Saved entries
━━━━
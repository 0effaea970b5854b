//! Resolution of template and target inputs into pixel buffers

use std::fmt;
use std::path::{Path, PathBuf};

use image::{DynamicImage, GrayImage, Luma, RgbImage, RgbaImage};

use crate::error::{VisionError, VisionResult};
use crate::geometry::Rect;

/// Default level above which a mask pixel counts as "on"
pub const MASK_LEVEL: u8 = 127;

/// An image given either as a file on disk or as pixels already in memory
#[derive(Debug, Clone)]
pub enum ImageSource {
    Path(PathBuf),
    Pixels(DynamicImage),
}

impl ImageSource {
    pub fn path(path: impl AsRef<Path>) -> Self {
        ImageSource::Path(path.as_ref().to_path_buf())
    }

    /// Wrap a raw BGR buffer (OpenCV channel order)
    pub fn from_bgr(width: u32, height: u32, bytes: &[u8]) -> VisionResult<Self> {
        let image = swap_red_blue::<3>(width, height, bytes)
            .and_then(|raw| RgbImage::from_raw(width, height, raw))
            .ok_or_else(|| {
                VisionError::invalid_input(format!(
                    "BGR buffer of {} bytes does not hold a {width}x{height} image",
                    bytes.len()
                ))
            })?;
        Ok(ImageSource::Pixels(DynamicImage::ImageRgb8(image)))
    }

    /// Wrap a raw BGRA buffer (OpenCV channel order)
    pub fn from_bgra(width: u32, height: u32, bytes: &[u8]) -> VisionResult<Self> {
        let image = swap_red_blue::<4>(width, height, bytes)
            .and_then(|raw| RgbaImage::from_raw(width, height, raw))
            .ok_or_else(|| {
                VisionError::invalid_input(format!(
                    "BGRA buffer of {} bytes does not hold a {width}x{height} image",
                    bytes.len()
                ))
            })?;
        Ok(ImageSource::Pixels(DynamicImage::ImageRgba8(image)))
    }

    /// Short name used in log lines and not-found errors
    pub fn display_name(&self) -> String {
        self.to_string()
    }
}

fn swap_red_blue<const N: usize>(width: u32, height: u32, bytes: &[u8]) -> Option<Vec<u8>> {
    if bytes.len() != width as usize * height as usize * N {
        return None;
    }
    let mut raw = bytes.to_vec();
    for px in raw.chunks_exact_mut(N) {
        px.swap(0, 2);
    }
    Some(raw)
}

impl fmt::Display for ImageSource {
    fn fmt(&self, f: &mut fmt::Formatter<'_>) -> fmt::Result {
        match self {
            ImageSource::Path(path) => write!(f, "{}", path.display()),
            ImageSource::Pixels(img) => write!(f, "<pixel buffer {}x{}>", img.width(), img.height()),
        }
    }
}

impl From<DynamicImage> for ImageSource {
    fn from(image: DynamicImage) -> Self {
        ImageSource::Pixels(image)
    }
}

impl From<RgbImage> for ImageSource {
    fn from(image: RgbImage) -> Self {
        ImageSource::Pixels(DynamicImage::ImageRgb8(image))
    }
}

impl From<RgbaImage> for ImageSource {
    fn from(image: RgbaImage) -> Self {
        ImageSource::Pixels(DynamicImage::ImageRgba8(image))
    }
}

impl From<GrayImage> for ImageSource {
    fn from(image: GrayImage) -> Self {
        ImageSource::Pixels(DynamicImage::ImageLuma8(image))
    }
}

impl From<&Path> for ImageSource {
    fn from(path: &Path) -> Self {
        ImageSource::Path(path.to_path_buf())
    }
}

impl From<PathBuf> for ImageSource {
    fn from(path: PathBuf) -> Self {
        ImageSource::Path(path)
    }
}

impl From<&str> for ImageSource {
    fn from(path: &str) -> Self {
        ImageSource::Path(PathBuf::from(path))
    }
}

/// Decode (or borrow-clone) the source into a `DynamicImage`
pub fn load_image(source: &ImageSource) -> VisionResult<DynamicImage> {
    match source {
        ImageSource::Path(path) => image::open(path).map_err(|source| VisionError::ImageLoad {
            path: path.clone(),
            source,
        }),
        ImageSource::Pixels(img) => Ok(img.clone()),
    }
}

pub fn load_rgb(source: &ImageSource) -> VisionResult<RgbImage> {
    match source {
        ImageSource::Pixels(DynamicImage::ImageRgb8(img)) => Ok(img.clone()),
        _ => Ok(load_image(source)?.to_rgb8()),
    }
}

pub fn load_rgba(source: &ImageSource) -> VisionResult<RgbaImage> {
    Ok(load_image(source)?.to_rgba8())
}

/// Load a mask image and binarize it, luma above `level` is "on"
pub fn load_mask(source: &ImageSource, level: u8) -> VisionResult<GrayImage> {
    Ok(binarize(&load_image(source)?.to_luma8(), level))
}

/// Binary mask derived from the alpha channel
pub fn alpha_mask(image: &RgbaImage, level: u8) -> GrayImage {
    GrayImage::from_fn(image.width(), image.height(), |x, y| {
        if image.get_pixel(x, y)[3] > level {
            Luma([255])
        } else {
            Luma([0])
        }
    })
}

pub fn binarize(image: &GrayImage, level: u8) -> GrayImage {
    GrayImage::from_fn(image.width(), image.height(), |x, y| {
        if image.get_pixel(x, y)[0] > level {
            Luma([255])
        } else {
            Luma([0])
        }
    })
}

/// Clip `rect` to the image and validate it covers at least one pixel
pub fn resolve_rect(rect: Rect, image_width: u32, image_height: u32) -> VisionResult<Rect> {
    if rect.is_empty() {
        return Err(VisionError::InvalidRect { rect });
    }
    rect.clip_to(image_width, image_height)
        .ok_or(VisionError::InvalidRect { rect })
}

/// Copy out the part of `image` covered by `rect`
pub fn crop_rect(image: &RgbImage, rect: Rect) -> VisionResult<RgbImage> {
    let clipped = resolve_rect(rect, image.width(), image.height())?;
    Ok(image::imageops::crop_imm(
        image,
        clipped.x as u32,
        clipped.y as u32,
        clipped.width,
        clipped.height,
    )
    .to_image())
}

/// Crop by fractions of the image size, e.g. `(0.0, 0.5, 1.0, 1.0)` is the lower half
pub fn crop_ratio(image: &RgbImage, x1: f32, y1: f32, x2: f32, y2: f32) -> VisionResult<RgbImage> {
    let (w, h) = image.dimensions();
    let x1_px = (w as f32 * x1) as i32;
    let y1_px = (h as f32 * y1) as i32;
    let x2_px = (w as f32 * x2) as i32;
    let y2_px = (h as f32 * y2) as i32;
    let rect = Rect::new(
        x1_px,
        y1_px,
        (x2_px - x1_px).max(0) as u32,
        (y2_px - y1_px).max(0) as u32,
    );
    crop_rect(image, rect)
}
━━━━
WHAT TO WORK ON
Each entry must be reproduced verbatim.

RESULT
repository 0effaea970b5854b
//! Resolution of template and target inputs into pixel buffers

use std::fmt;
use std::path::{Path, PathBuf};

use image::{DynamicImage, GrayImage, Luma, RgbImage, RgbaImage};

use crate::error::{VisionError, VisionResult};
use crate::geometry::Rect;

/// Default level above which a mask pixel counts as "on"
pub const MASK_LEVEL: u8 = 127;

/// An image given either as a file on disk or as pixels already in memory
#[derive(Debug, Clone)]
pub enum ImageSource {
    Path(PathBuf),
    Pixels(DynamicImage),
}

impl ImageSource {
    pub fn path(path: impl AsRef<Path>) -> Self {
        ImageSource::Path(path.as_ref().to_path_buf())
    }

    /// Wrap a raw BGR buffer (OpenCV channel order)
    pub fn from_bgr(width: u32, height: u32, bytes: &[u8]) -> VisionResult<Self> {
        let image = swap_red_blue::<3>(width, height, bytes)
            .and_then(|raw| RgbImage::from_raw(width, height, raw))
            .ok_or_else(|| {
                VisionError::invalid_input(format!(
                    "BGR buffer of {} bytes does not hold a {width}x{height} image",
                    bytes.len()
                ))
            })?;
        Ok(ImageSource::Pixels(DynamicImage::ImageRgb8(image)))
    }

    /// Wrap a raw BGRA buffer (OpenCV channel order)
    pub fn from_bgra(width: u32, height: u32, bytes: &[u8]) -> VisionResult<Self> {
        let image = swap_red_blue::<4>(width, height, bytes)
            .and_then(|raw| RgbaImage::from_raw(width, height, raw))
            .ok_or_else(|| {
                VisionError::invalid_input(format!(
                    "BGRA buffer of {} bytes does not hold a {width}x{height} image",
                    bytes.len()
                ))
            })?;
        Ok(ImageSource::Pixels(DynamicImage::ImageRgba8(image)))
    }

    /// Short name used in log lines and not-found errors
    pub fn display_name(&self) -> String {
        self.to_string()
    }
}

fn swap_red_blue<const N: usize>(width: u32, height: u32, bytes: &[u8]) -> Option<Vec<u8>> {
    if bytes.len() != width as usize * height as usize * N {
        return None;
    }
    let mut raw = bytes.to_vec();
    for px in raw.chunks_exact_mut(N) {
        px.swap(0, 2);
    }
    Some(raw)
}

impl fmt::Display for ImageSource {
    fn fmt(&self, f: &mut fmt::Formatter<'_>) -> fmt::Result {
        match self {
            ImageSource::Path(path) => write!(f, "{}", path.display()),
            ImageSource::Pixels(img) => write!(f, "<pixel buffer {}x{}>", img.width(), img.height()),
        }
    }
}

impl From<DynamicImage> for ImageSource {
    fn from(image: DynamicImage) -> Self {
        ImageSource::Pixels(image)
    }
}

impl From<RgbImage> for ImageSource {
    fn from(image: RgbImage) -> Self {
        ImageSource::Pixels(DynamicImage::ImageRgb8(image))
    }
}

impl From<RgbaImage> for ImageSource {
    fn from(image: RgbaImage) -> Self {
        ImageSource::Pixels(DynamicImage::ImageRgba8(image))
    }
}

impl From<GrayImage> for ImageSource {
    fn from(image: GrayImage) -> Self {
        ImageSource::Pixels(DynamicImage::ImageLuma8(image))
    }
}

impl From<&Path> for ImageSource {
    fn from(path: &Path) -> Self {
        ImageSource::Path(path.to_path_buf())
    }
}

impl From<PathBuf> for ImageSource {
    fn from(path: PathBuf) -> Self {
        ImageSource::Path(path)
    }
}

impl From<&str> for ImageSource {
    fn from(path: &str) -> Self {
        ImageSource::Path(PathBuf::from(path))
    }
}

/// Decode (or borrow-clone) the source into a `DynamicImage`
pub fn load_image(source: &ImageSource) -> VisionResult<DynamicImage> {
    match source {
        ImageSource::Path(path) => image::open(path).map_err(|source| VisionError::ImageLoad {
            path: path.clone(),
            source,
        }),
        ImageSource::Pixels(img) => Ok(img.clone()),
    }
}

pub fn load_rgb(source: &ImageSource) -> VisionResult<RgbImage> {
    match source {
        ImageSource::Pixels(DynamicImage::ImageRgb8(img)) => Ok(img.clone()),
        _ => Ok(load_image(source)?.to_rgb8()),
    }
}

pub fn load_rgba(source: &ImageSource) -> VisionResult<RgbaImage> {
    Ok(load_image(source)?.to_rgba8())
}

/// Load a mask image and binarize it, luma above `level` is "on"
pub fn load_mask(source: &ImageSource, level: u8) -> VisionResult<GrayImage> {
    Ok(binarize(&load_image(source)?.to_luma8(), level))
}

/// Binary mask derived from the alpha channel
pub fn alpha_mask(image: &RgbaImage, level: u8) -> GrayImage {
    GrayImage::from_fn(image.width(), image.height(), |x, y| {
        if image.get_pixel(x, y)[3] > level {
            Luma([255])
        } else {
            Luma([0])
        }
    })
}

pub fn binarize(image: &GrayImage, level: u8) -> GrayImage {
    GrayImage::from_fn(image.width(), image.height(), |x, y| {
        if image.get_pixel(x, y)[0] > level {
            Luma([255])
        } else {
            Luma([0])
        }
    })
}

/// Clip `rect` to the image and validate it covers at least one pixel
pub fn resolve_rect(rect: Rect, image_width: u32, image_height: u32) -> VisionResult<Rect> {
    if rect.is_empty() {
        return Err(VisionError::InvalidRect { rect });
    }
    rect.clip_to(image_width, image_height)
        .ok_or(VisionError::InvalidRect { rect })
}

/// Copy out the part of `image` covered by `rect`
pub fn crop_rect(image: &RgbImage, rect: Rect) -> VisionResult<RgbImage> {
    let clipped = resolve_rect(rect, image.width(), image.height())?;
    Ok(image::imageops::crop_imm(
        image,
        clipped.x as u32,
        clipped.y as u32,
        clipped.width,
        clipped.height,
    )
    .to_image())
}

/// Crop by fractions of the image size, e.g. `(0.0, 0.5, 1.0, 1.0)` is the lower half
pub fn crop_ratio(image: &RgbImage, x1: f32, y1: f32, x2: f32, y2: f32) -> VisionResult<RgbImage> {
    let (w, h) = image.dimensions();
    let x1_px = (w as f32 * x1) as i32;
    let y1_px = (h as f32 * y1) as i32;
    let x2_px = (w as f32 * x2) as i32;
    let y2_px = (h as f32 * y2) as i32;
    let rect = Rect::new(
        x1_px,
        y1_px,
        (x2_px - x1_px).max(0) as u32,
        (y2_px - y1_px).max(0) as u32,
    );
    crop_rect(image, rect)
}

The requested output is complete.